A second theory, which most parties agree holds some validity, but which is nevertheless inadequate to explain the magnitude of the present crisis, is based on the underwriting cycle.
The theory of the underwriting cycle, simply put, is that insurers engage in price competition which causes falling premiums. Because insurers often don’t know whether a particular price was correct until years later, when all claims resulting from that policy have finally been settled, it is easy to "guess" incorrectly, and continue price cutting until premiums become inadequate. Later, when the losses roll in, prices are raised to reflect the true, nature of the risk. Income rises, and new capital enters the market to buy up insurance stock, undervalued from prior losses. The companies return to financial health, and a new round of price cutting begins.
The particular severity of the cycle in this decade is explained by the extremely high interest rates of the 1979 to 1981 period. During this time, insurance companies cut rates in search of market share, and used the extraordinarily high interest income to cover losses from claims. When interest rates plummeted later in the decade, the insurers were left with thousands of new policies written at inadequate premiums. Insurers accused of irresponsible "price gouging" under the collusion theory are accused here of irresponsible competition.
This theory has some validity, and to the extent that interest rates have stabilized and policies been rewritten at new, higher premiums, it may help to explain what seems to be a gradual easing of the insurance crisis since its 1986 peak.
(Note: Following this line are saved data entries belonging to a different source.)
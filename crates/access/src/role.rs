//! Closed role and section enumerations.

use serde::{Deserialize, Serialize};
use std::{fmt, str::FromStr};

/// Job-function identity of an operator.
#[derive(Clone, Copy, Debug, PartialEq, Eq, Hash, PartialOrd, Ord, Serialize, Deserialize)]
#[serde(rename_all = "kebab-case")]
pub enum Role {
    /// Physician.
    Doctor,
    Nurse,
    DepartmentHead,
    /// Hospital administrator.
    Admin,
    Cashier,
    Pharmacist,
    /// Laboratory / imaging technician.
    Technician,
    /// Registration and reception desk.
    FrontDesk,
    SuperAdmin,
}

impl Role {
    pub const ALL: [Role; 9] = [
        Role::Doctor,
        Role::Nurse,
        Role::DepartmentHead,
        Role::Admin,
        Role::Cashier,
        Role::Pharmacist,
        Role::Technician,
        Role::FrontDesk,
        Role::SuperAdmin,
    ];

    pub fn as_str(self) -> &'static str {
        match self {
            Role::Doctor => "doctor",
            Role::Nurse => "nurse",
            Role::DepartmentHead => "department-head",
            Role::Admin => "admin",
            Role::Cashier => "cashier",
            Role::Pharmacist => "pharmacist",
            Role::Technician => "technician",
            Role::FrontDesk => "front-desk",
            Role::SuperAdmin => "super-admin",
        }
    }
}

impl fmt::Display for Role {
    fn fmt(&self, f: &mut fmt::Formatter<'_>) -> fmt::Result {
        f.write_str(self.as_str())
    }
}

impl FromStr for Role {
    type Err = UnknownTag;

    fn from_str(s: &str) -> Result<Self, Self::Err> {
        Role::ALL
            .into_iter()
            .find(|role| role.as_str() == s)
            .ok_or_else(|| UnknownTag(s.to_owned()))
    }
}

/// A navigable capability area of the application.
#[derive(Clone, Copy, Debug, PartialEq, Eq, Hash, PartialOrd, Ord, Serialize, Deserialize)]
#[serde(rename_all = "kebab-case")]
pub enum Section {
    Dashboard,
    /// Patient registry.
    Patients,
    Appointments,
    /// Clinical records browser.
    MedicalRecords,
    Consultation,
    Queue,
    Inpatients,
    Wards,
    Beds,
    Departments,
    Staff,
    Schedules,
    Pharmacy,
    Laboratory,
    Billing,
    Settings,
}

impl Section {
    /// All sections in navigation-menu order.
    pub const ALL: [Section; 16] = [
        Section::Dashboard,
        Section::Patients,
        Section::Appointments,
        Section::MedicalRecords,
        Section::Consultation,
        Section::Queue,
        Section::Inpatients,
        Section::Wards,
        Section::Beds,
        Section::Departments,
        Section::Staff,
        Section::Schedules,
        Section::Pharmacy,
        Section::Laboratory,
        Section::Billing,
        Section::Settings,
    ];

    /// Route path segment for the section.
    pub fn path(self) -> &'static str {
        match self {
            Section::Dashboard => "dashboard",
            Section::Patients => "patients",
            Section::Appointments => "appointments",
            Section::MedicalRecords => "medical-records",
            Section::Consultation => "consultation",
            Section::Queue => "queue",
            Section::Inpatients => "inpatients",
            Section::Wards => "wards",
            Section::Beds => "beds",
            Section::Departments => "departments",
            Section::Staff => "staff",
            Section::Schedules => "schedules",
            Section::Pharmacy => "pharmacy",
            Section::Laboratory => "laboratory",
            Section::Billing => "billing",
            Section::Settings => "settings",
        }
    }

    /// Menu label key. Localised strings are looked up by the front end.
    pub fn label_key(self) -> &'static str {
        match self {
            Section::Dashboard => "nav.dashboard",
            Section::Patients => "nav.patients",
            Section::Appointments => "nav.appointments",
            Section::MedicalRecords => "nav.medicalRecords",
            Section::Consultation => "nav.consultation",
            Section::Queue => "nav.queue",
            Section::Inpatients => "nav.inpatients",
            Section::Wards => "nav.wards",
            Section::Beds => "nav.beds",
            Section::Departments => "nav.departments",
            Section::Staff => "nav.staff",
            Section::Schedules => "nav.schedules",
            Section::Pharmacy => "nav.pharmacy",
            Section::Laboratory => "nav.laboratory",
            Section::Billing => "nav.billing",
            Section::Settings => "nav.settings",
        }
    }
}

impl fmt::Display for Section {
    fn fmt(&self, f: &mut fmt::Formatter<'_>) -> fmt::Result {
        f.write_str(self.path())
    }
}

impl FromStr for Section {
    type Err = UnknownTag;

    fn from_str(s: &str) -> Result<Self, Self::Err> {
        Section::ALL
            .into_iter()
            .find(|section| section.path() == s)
            .ok_or_else(|| UnknownTag(s.to_owned()))
    }
}

/// A role or section tag that is not part of the closed set.
#[derive(Debug, Clone, PartialEq, Eq, thiserror::Error)]
#[error("unknown tag: '{0}'")]
pub struct UnknownTag(pub String);
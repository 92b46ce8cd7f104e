use super::without;
use crate::error::{EditorError, EditorResult};
use crate::record::follow_up::{
    Channel, EmergencyContact, FollowUpChange, FollowUpInterval, FollowUpSlice, IntervalUnit,
    ReviewFlags,
};
use crate::record::SectionId;
use chrono::{DateTime, Utc};
use hims_types::{normalise_entry, NonEmptyText};
use hims_uuid::EntityId;

#[derive(Clone, Debug, PartialEq, Eq)]
pub struct EmergencyContactDraft {
    pub name: NonEmptyText,
    pub relation: String,
    pub phone: String,
}

pub struct FollowUpEditor<'a> {
    slice: &'a FollowUpSlice,
}

impl<'a> FollowUpEditor<'a> {
    pub fn new(slice: &'a FollowUpSlice) -> Self {
        Self { slice }
    }

    pub fn set_plan(&self, text: impl Into<String>) -> FollowUpChange {
        FollowUpChange::Plan(text.into())
    }

    pub fn set_next_appointment(&self, at: Option<DateTime<Utc>>) -> FollowUpChange {
        FollowUpChange::NextAppointment(at)
    }

    pub fn set_channel(&self, channel: Option<Channel>) -> FollowUpChange {
        FollowUpChange::Channel(channel)
    }

    pub fn set_interval(&self, value: u32, unit: IntervalUnit) -> EditorResult<FollowUpChange> {
        if value == 0 {
            return Err(EditorError::OutOfRange {
                field: "interval",
                value: 0.0,
            });
        }
        Ok(FollowUpChange::Interval(Some(FollowUpInterval { value, unit })))
    }

    pub fn clear_interval(&self) -> FollowUpChange {
        FollowUpChange::Interval(None)
    }

    /// Sets the next appointment one interval after `from`.
    pub fn schedule_from_interval(&self, from: DateTime<Utc>) -> EditorResult<FollowUpChange> {
        let interval = self.slice.interval.ok_or(EditorError::BlankEntry("interval"))?;
        let due = interval.due_after(from).ok_or(EditorError::OutOfRange {
            field: "interval",
            value: f64::from(interval.value),
        })?;
        Ok(FollowUpChange::NextAppointment(Some(due)))
    }

    pub fn set_review(&self, review: ReviewFlags) -> FollowUpChange {
        FollowUpChange::Review(review)
    }

    pub fn add_warning_sign(&self, text: &str) -> EditorResult<FollowUpChange> {
        appended(&self.slice.warning_signs, text, "warning sign").map(FollowUpChange::WarningSigns)
    }

    pub fn remove_warning_sign(&self, text: &str) -> FollowUpChange {
        FollowUpChange::WarningSigns(removed(&self.slice.warning_signs, text))
    }

    pub fn add_lifestyle_recommendation(&self, text: &str) -> EditorResult<FollowUpChange> {
        appended(
            &self.slice.lifestyle_recommendations,
            text,
            "lifestyle recommendation",
        )
        .map(FollowUpChange::LifestyleRecommendations)
    }

    pub fn remove_lifestyle_recommendation(&self, text: &str) -> FollowUpChange {
        FollowUpChange::LifestyleRecommendations(removed(
            &self.slice.lifestyle_recommendations,
            text,
        ))
    }

    pub fn add_emergency_contact(&self, draft: EmergencyContactDraft) -> FollowUpChange {
        let mut contacts = self.slice.emergency_contacts.clone();
        contacts.push(EmergencyContact {
            id: EntityId::new(),
            name: draft.name,
            relation: draft.relation.trim().to_owned(),
            phone: draft.phone.trim().to_owned(),
        });
        FollowUpChange::EmergencyContacts(contacts)
    }

    pub fn remove_emergency_contact(&self, id: EntityId) -> EditorResult<FollowUpChange> {
        without(&self.slice.emergency_contacts, id, SectionId::FollowUp)
            .map(FollowUpChange::EmergencyContacts)
    }
}

fn appended(list: &[String], text: &str, what: &'static str) -> EditorResult<Vec<String>> {
    let entry = normalise_entry(text).ok_or(EditorError::BlankEntry(what))?;
    let mut next = list.to_vec();
    if !next.contains(&entry) {
        next.push(entry);
    }
    Ok(next)
}

fn removed(list: &[String], text: &str) -> Vec<String> {
    let text = text.trim();
    list.iter().filter(|entry| entry.as_str() != text).cloned().collect()
}
//! HIMS Attachment Storage
//!
//! This crate provides the upload contract used by any part of a consultation record that
//! embeds files or images, together with the two uploaders that implement it.
//!
//! ## Design Principles
//!
//! - Callers check a file against an [`UploadPolicy`] before uploading it. A rejected file never
//!   reaches the port and the record it was meant for is left untouched.
//! - [`AttachmentPort::upload`] resolves to a URL. The caller inserts that URL into the record
//!   only once the upload has succeeded, against the record as it is at that moment.
//! - The default uploader stores content-addressed files. Identical content always yields the
//!   same URL.
//! - The data-URI uploader exists for degraded/offline operation. It is never chosen
//!   implicitly.
//!
//! ## Content-Addressed Layout
//!
//! ```text
//! <attachment root>/
//! └── files/
//!     └── sha256/
//!         └── ab/
//!             └── cd/
//!                 └── abcd3f9e…
//! ```
//!
//! ## Example Usage
//!
//! ```no_run
//! use hims_files::{AttachmentConfig, AttachmentFile, AttachmentMode, AttachmentPort, UploadPolicy};
//!
//! # async fn run() -> Result<(), hims_files::UploadError> {
//! let config = AttachmentConfig {
//!     mode: AttachmentMode::Store,
//!     root: "attachments".into(),
//!     public_base_url: "http://localhost:3000".into(),
//! };
//! let uploader = config.build()?;
//!
//! let file = AttachmentFile::new("scan.png", "image/png", std::fs::read("scan.png")?);
//! UploadPolicy::default().check(&file)?;
//! let url = uploader.upload(&file).await?;
//! println!("stored at {url}");
//! # Ok(())
//! # }
//! ```

mod config;
mod content_store;
mod data_uri;
mod policy;
mod port;

pub use config::{AttachmentConfig, AttachmentMode};
pub use content_store::ContentStoreUploader;
pub use data_uri::DataUriUploader;
pub use policy::{UploadPolicy, DEFAULT_MAX_FILE_BYTES, DEFAULT_MAX_IMAGE_BYTES};
pub use port::{AttachmentFile, AttachmentPort};

/// Folder under the attachment root that holds stored files.
pub const FILES_FOLDER_NAME: &str = "files";

/// Errors that can occur while checking, uploading, or reading an attachment.
#[derive(Debug, thiserror::Error)]
pub enum UploadError {
    /// The file has no content.
    #[error("File is empty")]
    Empty,

    /// The file exceeds the size limit for its type.
    #[error("File is {size} bytes; the limit is {limit} bytes")]
    TooLarge { size: u64, limit: u64 },

    /// The declared media type is not accepted.
    #[error("Unsupported media type: {0}")]
    UnsupportedType(String),

    /// The content does not match the declared media type.
    #[error("Declared media type {declared} does not match detected content {detected}")]
    MediaTypeMismatch { declared: String, detected: String },

    /// Attachment root does not exist or is not a directory.
    #[error("Invalid attachment root: {0}")]
    InvalidRootDirectory(String),

    /// Not a lowercase hex SHA-256 digest.
    #[error("Invalid content hash: {0}")]
    InvalidHash(String),

    /// No stored file has this hash.
    #[error("No file stored for hash {0}")]
    NotFound(String),

    /// I/O error occurred
    #[error("I/O error: {0}")]
    Io(#[from] std::io::Error),
}

pub type UploadResult<T> = std::result::Result<T, UploadError>;
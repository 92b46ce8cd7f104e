use super::{with_updated, without, AuditStamp};
use crate::error::{EditorError, EditorResult};
use crate::record::diagnosis::{
    Certainty, Diagnosis, DiagnosisChange, DiagnosisSlice, DiagnosisStatus, DiagnosisType,
    Severity,
};
use crate::record::SectionId;
use chrono::NaiveDate;
use hims_types::NonEmptyText;
use hims_uuid::EntityId;

/// The operator-editable part of a diagnosis.
#[derive(Clone, Debug, PartialEq, Eq)]
pub struct DiagnosisDraft {
    pub name: NonEmptyText,
    pub code: Option<String>,
    pub kind: DiagnosisType,
    pub certainty: Certainty,
    pub severity: Option<Severity>,
    pub onset_date: Option<NaiveDate>,
    pub status: DiagnosisStatus,
    pub reasoning: String,
}

impl DiagnosisDraft {
    /// A confirmed, active diagnosis with nothing else filled in.
    pub fn new(name: &str, kind: DiagnosisType) -> EditorResult<Self> {
        Ok(Self {
            name: NonEmptyText::new(name)?,
            code: None,
            kind,
            certainty: Certainty::Confirmed,
            severity: None,
            onset_date: None,
            status: DiagnosisStatus::Active,
            reasoning: String::new(),
        })
    }
}

impl From<&Diagnosis> for DiagnosisDraft {
    fn from(d: &Diagnosis) -> Self {
        Self {
            name: d.name.clone(),
            code: d.code.clone(),
            kind: d.kind,
            certainty: d.certainty,
            severity: d.severity,
            onset_date: d.onset_date,
            status: d.status,
            reasoning: d.reasoning.clone(),
        }
    }
}

/// Edits the diagnosis list and keeps `order` dense and 1-based.
pub struct DiagnosisEditor<'a> {
    slice: &'a DiagnosisSlice,
}

impl<'a> DiagnosisEditor<'a> {
    pub fn new(slice: &'a DiagnosisSlice) -> Self {
        Self { slice }
    }

    /// Appends a diagnosis with `order = len + 1`.
    pub fn add(&self, draft: DiagnosisDraft, stamp: &AuditStamp) -> DiagnosisChange {
        let mut diagnoses = self.slice.diagnoses.clone();
        diagnoses.push(created(draft, next_order(&diagnoses), stamp));
        DiagnosisChange::Diagnoses(diagnoses)
    }

    /// Appends a copy of `id` under a fresh id, stamped as a new entry.
    pub fn duplicate(&self, id: EntityId, stamp: &AuditStamp) -> EditorResult<DiagnosisChange> {
        let source = self
            .slice
            .diagnoses
            .iter()
            .find(|d| d.id == id)
            .ok_or(EditorError::UnknownId {
                section: SectionId::Diagnosis,
                id,
            })?;

        let mut diagnoses = self.slice.diagnoses.clone();
        diagnoses.push(created(source.into(), next_order(&diagnoses), stamp));
        Ok(DiagnosisChange::Diagnoses(diagnoses))
    }

    pub fn update(
        &self,
        id: EntityId,
        draft: DiagnosisDraft,
        stamp: &AuditStamp,
    ) -> EditorResult<DiagnosisChange> {
        with_updated(&self.slice.diagnoses, id, SectionId::Diagnosis, |existing| {
            Ok(Diagnosis {
                name: draft.name,
                code: draft.code,
                kind: draft.kind,
                certainty: draft.certainty,
                severity: draft.severity,
                onset_date: draft.onset_date,
                status: draft.status,
                reasoning: draft.reasoning,
                modified_by: Some(stamp.by.clone()),
                modified_at: Some(stamp.at),
                ..existing
            })
        })
        .map(DiagnosisChange::Diagnoses)
    }

    /// Removes `id` and closes the gap it leaves in `order`.
    pub fn remove(&self, id: EntityId) -> EditorResult<DiagnosisChange> {
        let remaining = without(&self.slice.diagnoses, id, SectionId::Diagnosis)?;
        Ok(DiagnosisChange::Diagnoses(renumbered(remaining)))
    }

    /// Moves `id` to 1-based `position` (clamped to the list) and renumbers.
    pub fn move_to(&self, id: EntityId, position: u32) -> EditorResult<DiagnosisChange> {
        let mut diagnoses = self.slice.diagnoses.clone();
        let from = diagnoses
            .iter()
            .position(|d| d.id == id)
            .ok_or(EditorError::UnknownId {
                section: SectionId::Diagnosis,
                id,
            })?;

        let entry = diagnoses.remove(from);
        let to = (position.max(1) as usize - 1).min(diagnoses.len());
        diagnoses.insert(to, entry);
        Ok(DiagnosisChange::Diagnoses(renumbered(diagnoses)))
    }
}

fn next_order(diagnoses: &[Diagnosis]) -> u32 {
    u32::try_from(diagnoses.len()).map_or(u32::MAX, |len| len.saturating_add(1))
}

fn created(draft: DiagnosisDraft, order: u32, stamp: &AuditStamp) -> Diagnosis {
    Diagnosis {
        id: EntityId::new(),
        name: draft.name,
        code: draft.code,
        kind: draft.kind,
        certainty: draft.certainty,
        severity: draft.severity,
        onset_date: draft.onset_date,
        status: draft.status,
        reasoning: draft.reasoning,
        order,
        created_by: stamp.by.clone(),
        created_at: stamp.at,
        modified_by: None,
        modified_at: None,
    }
}

fn renumbered(diagnoses: Vec<Diagnosis>) -> Vec<Diagnosis> {
    diagnoses
        .into_iter()
        .zip(1..)
        .map(|(diagnosis, order)| Diagnosis { order, ..diagnosis })
        .collect()
}
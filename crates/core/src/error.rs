use crate::record::SectionId;
use crate::record::investigations::InvestigationStatus;
use crate::store::StoreError;
use crate::validation::ValidationFailure;
use hims_uuid::EntityId;

/// Errors raised by a section editor. The slice is never touched when one is returned.
#[derive(Debug, thiserror::Error, PartialEq)]
pub enum EditorError {
    #[error("no {section} entry with id {id}")]
    UnknownId { section: SectionId, id: EntityId },
    #[error("investigation cannot move from {from} to {to}")]
    IllegalTransition {
        from: InvestigationStatus,
        to: InvestigationStatus,
    },
    #[error("investigation {0} has no recorded result")]
    NoResult(EntityId),
    #[error("{0} cannot be blank")]
    BlankEntry(&'static str),
    #[error("{field} is out of range: {value}")]
    OutOfRange { field: &'static str, value: f64 },
    #[error(transparent)]
    Text(#[from] hims_types::TextError),
}

pub type EditorResult<T> = std::result::Result<T, EditorError>;

/// Errors building a [`SectionChange`](crate::SectionChange) from a dynamic `(section, field, value)`.
#[derive(Debug, thiserror::Error)]
pub enum ChangeError {
    #[error("{section} has no field '{field}'")]
    UnknownField { section: SectionId, field: String },
    #[error("invalid value for {section}.{field}: {source}")]
    InvalidValue {
        section: SectionId,
        field: String,
        #[source]
        source: serde_json::Error,
    },
    #[error("{section}.{field} lists id {id} more than once")]
    DuplicateId {
        section: SectionId,
        field: String,
        id: EntityId,
    },
    #[error("diagnosis order must run 1..n in list order: position {position} has order {order}")]
    OrderOutOfSequence { position: u32, order: u32 },
}

pub type ChangeResult<T> = std::result::Result<T, ChangeError>;

/// Errors from the encounter session lifecycle.
#[derive(Debug, thiserror::Error)]
pub enum EncounterError {
    #[error("no encounter is active")]
    NoActiveEncounter,
    #[error("encounter session is completed")]
    SessionCompleted,
    #[error(transparent)]
    Change(#[from] ChangeError),
    #[error(transparent)]
    Editor(#[from] EditorError),
    #[error("completion blocked: {0}")]
    Validation(#[from] ValidationFailure),
    #[error(transparent)]
    Store(#[from] StoreError),
}

pub type EncounterResult<T> = std::result::Result<T, EncounterError>;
Yet if the problem was nothing but the underwriting cycle, exacerbated by insurance price cutting aimed at capturing premium dollars to invest at high interest rates, why have its effects been concentrated in a handful of liability lines? Why has there been no corresponding crisis in automobile insurance, [12] fire insurance, or at least in other "long-tail" lines such as workers’ compensation insurance? There must be something more.